Lucas Cranach l’Ancien, Suicide de Lucrèce, 1533, huile sur bois de hêtre rouge, 37.3×23.9cm, Berlin, Gemäldegalerie

Dans ce même chapitre, l’auteur étudie aussi minutieusement des Lucrèce de Dürer (nue, mais chaste et héroïque, virile) et, nombreuses, de Cranach (bien plus sensuelle, au point que l’une d’elles fut pudiquement repeinte sous Maximilien 1er, et affublée d’une hideuse tunique) : c’est bien une Lucrèce séductrice et langoureuse (malgré cette oreille difforme) que peint Cranach à maintes reprises : « elle met en avant sa nudité nonchalante et voluptueuse et reçoit le regard du spectateur masculin; regard qu’elle lui rend de façon pour le moins ambiguë et qui interpelle de sorte à jeter le doute, si ce n’est le discrédit, sur la nature de l’acte, et peut-être même des intentions de cette figure héroïque … Lucrèce par son attitude séductrice encourage une réponse sexuelle de la part du spectateur : la peinture instille en lui le fantasme du viol, l’invitant à prendre la place de Sextus Tarquin ». Sans doute une lecture néo-féministe du tableau de Cranach (Lucrèce figure d’ailleurs dans ce Dîner) serait-elle différente …

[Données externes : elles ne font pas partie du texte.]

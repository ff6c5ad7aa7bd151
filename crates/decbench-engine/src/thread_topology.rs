//! Per-stream thread topology.
//!
//! One reader thread plus one decoder thread per stream; used while the
//! stream count stays below the core count, where `2N + 1` OS threads are
//! cheap.  The start barrier's arrival count is `N + 1` (controller + N
//! decoder threads); readers do not barrier — they may start immediately
//! because they block on the channel.

use std::sync::atomic::AtomicBool;
use std::sync::{Arc, Barrier};
use std::thread::JoinHandle;
use std::time::Instant;

use decbench_core::MediaBackend;
use tracing::debug;

use crate::decode::run_single_stream;
use crate::pacing::{frame_interval_ns, now_ns};
use crate::packet_queue::PacketQueue;
use crate::reader::run_reader;
use crate::stream::{StreamShared, StreamStats};

pub struct ThreadTopology {
    shareds: Vec<Arc<StreamShared>>,
    handles: Vec<JoinHandle<StreamStats>>,
}

impl ThreadTopology {
    /// Spawn N reader/decoder thread pairs.
    ///
    /// Per-stream construction happens on the decoder thread itself; a
    /// stream that fails to open records the error, still arrives at the
    /// barrier so no participant deadlocks, and exits.
    pub fn launch<B: MediaBackend>(
        backend: &Arc<B>,
        stream_count: u32,
        target_fps: f64,
        queue_capacity: usize,
        barrier: &Arc<Barrier>,
        stop: &Arc<AtomicBool>,
    ) -> Self {
        let anchor = Instant::now();
        let interval_ns = frame_interval_ns(target_fps);

        let shareds: Vec<_> = (0..stream_count)
            .map(|id| Arc::new(StreamShared::new(id)))
            .collect();

        let handles = shareds
            .iter()
            .map(|shared| {
                let backend = Arc::clone(backend);
                let shared = Arc::clone(shared);
                let barrier = Arc::clone(barrier);
                let stop = Arc::clone(stop);

                std::thread::Builder::new()
                    .name(format!("decode-{}", shared.id))
                    .spawn(move || {
                        decode_thread(
                            &backend,
                            shared,
                            stream_count,
                            queue_capacity,
                            interval_ns,
                            anchor,
                            &barrier,
                            &stop,
                        )
                    })
                    .expect("spawn decode thread")
            })
            .collect();

        Self { shareds, handles }
    }

    pub fn shareds(&self) -> &[Arc<StreamShared>] {
        &self.shareds
    }

    /// Join every decoder thread (each joins its own reader) and collect
    /// per-stream statistics.
    pub fn join(self) -> Vec<StreamStats> {
        self.handles
            .into_iter()
            .map(|handle| handle.join().expect("decode thread panicked"))
            .collect()
    }
}

#[allow(clippy::too_many_arguments)]
fn decode_thread<B: MediaBackend>(
    backend: &Arc<B>,
    shared: Arc<StreamShared>,
    stream_count: u32,
    queue_capacity: usize,
    interval_ns: u64,
    anchor: Instant,
    barrier: &Barrier,
    stop: &Arc<AtomicBool>,
) -> StreamStats {
    let stream_id = shared.id;

    let (source, mut decoder) = match backend.open_stream(stream_count) {
        Ok(pair) => pair,
        Err(err) => {
            shared.set_error(err.to_string());
            barrier.wait();
            return StreamStats {
                stream_id,
                frames: 0,
                lag_count: 0,
                max_lag_ms: 0.0,
                error: shared.error(),
            };
        }
    };

    let queue = Arc::new(PacketQueue::new(queue_capacity));

    let reader_handle = {
        let queue = Arc::clone(&queue);
        let shared = Arc::clone(&shared);
        let stop = Arc::clone(stop);
        std::thread::Builder::new()
            .name(format!("reader-{stream_id}"))
            .spawn(move || run_reader(source, &queue, &shared, &stop))
            .expect("spawn reader thread")
    };

    barrier.wait();
    let start_ns = now_ns(anchor);

    let (frames, clock) = run_single_stream(
        &mut decoder,
        &queue,
        &shared,
        stop,
        anchor,
        start_ns,
        interval_ns,
    );

    // The reader observes the stop flag within one push timeout.
    reader_handle.join().expect("reader thread panicked");
    debug!(stream = stream_id, frames, "stream finished");

    StreamStats {
        stream_id,
        frames,
        lag_count: clock.lag_count,
        max_lag_ms: clock.max_lag_ms,
        error: shared.error(),
    }
}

Maître du Saint-Sang, Lucrèce, vers 1520-25, huile sur panneau de chêne, 57.7×43.3cm, Bruxelles, Musées royaux

Le dernier chapitre « Lucrèce religieuse » propose une troisième lecture de la figure de Lucrèce sous l’angle de son analogie avec le Christ et de son sang sacrificiel avec, en particulier ce tableau du Maître du Saint-Sang dont un détail est en couverture du livre : on ne peut toutefois en nier la dimension sexuelle avec la double mandorle telle une vulve, « la bordure de martre dénotant une érotique de la pilosité féminine, déclarant une fois de plus l’ambiguïté ontologique constitutive de telles images » et « le filet de sang s’écoulant de la vraie plaie pour rejoindre le bas-ventre, reliant littéralement les deux lieux de transgression faite au corps, entre viol et suicide ». En conclusion, un livre passionnant, érudit, fort bien documenté (38 pages de bibliographie ; trop pour ce critique) dans lequel une analyse précise et détaillée des oeuvres est mise au service d’une pensée originale et créative.

Henri de Riedmatten avait prononcé en 2021 une conférence à l’INHA sur deux Lucrèce de Rembrandt conservés l’un à Washington et l’autre à Minneapolis et datés de 1664 et 1666 (donc postérieurs à la période du livre ci-dessus) qui a été éditée (64 pages, 12 illustrations) : à partir d’une trace découverte lors d’une restauration, il développe une nouvelle lecture de ces tableaux. Dans le tableau de Minneapolis, on ne voit pas vraiment la blessure elle-même, mais le sang absorbé par la chemise de Lucrèce : or ce sang et cette fente oblique n’ont ressurgi qu’après une restauration en 1956 : un surpeint avait occulté cette « obscénité », une fente et du sang, ce redoublement du viol, cette allusion sexuelle. Riedmatten fait aussi là une analogie avec le sang du Christ, et déchiffre le cordon dans la main gauche de Lucrèce : non point une sonnette (mécanisme alors inconnu), mais un cordon de rideau, pour un dévoilement. Il conclut ainsi : « Dans une double transgression, elle vient d’ouvrir le corps et l’image, d’actionner le couteau et le rideau. » Un remarquable petit livre : c’est ainsi qu’on devrait toujours réfléchir sur les tableaux.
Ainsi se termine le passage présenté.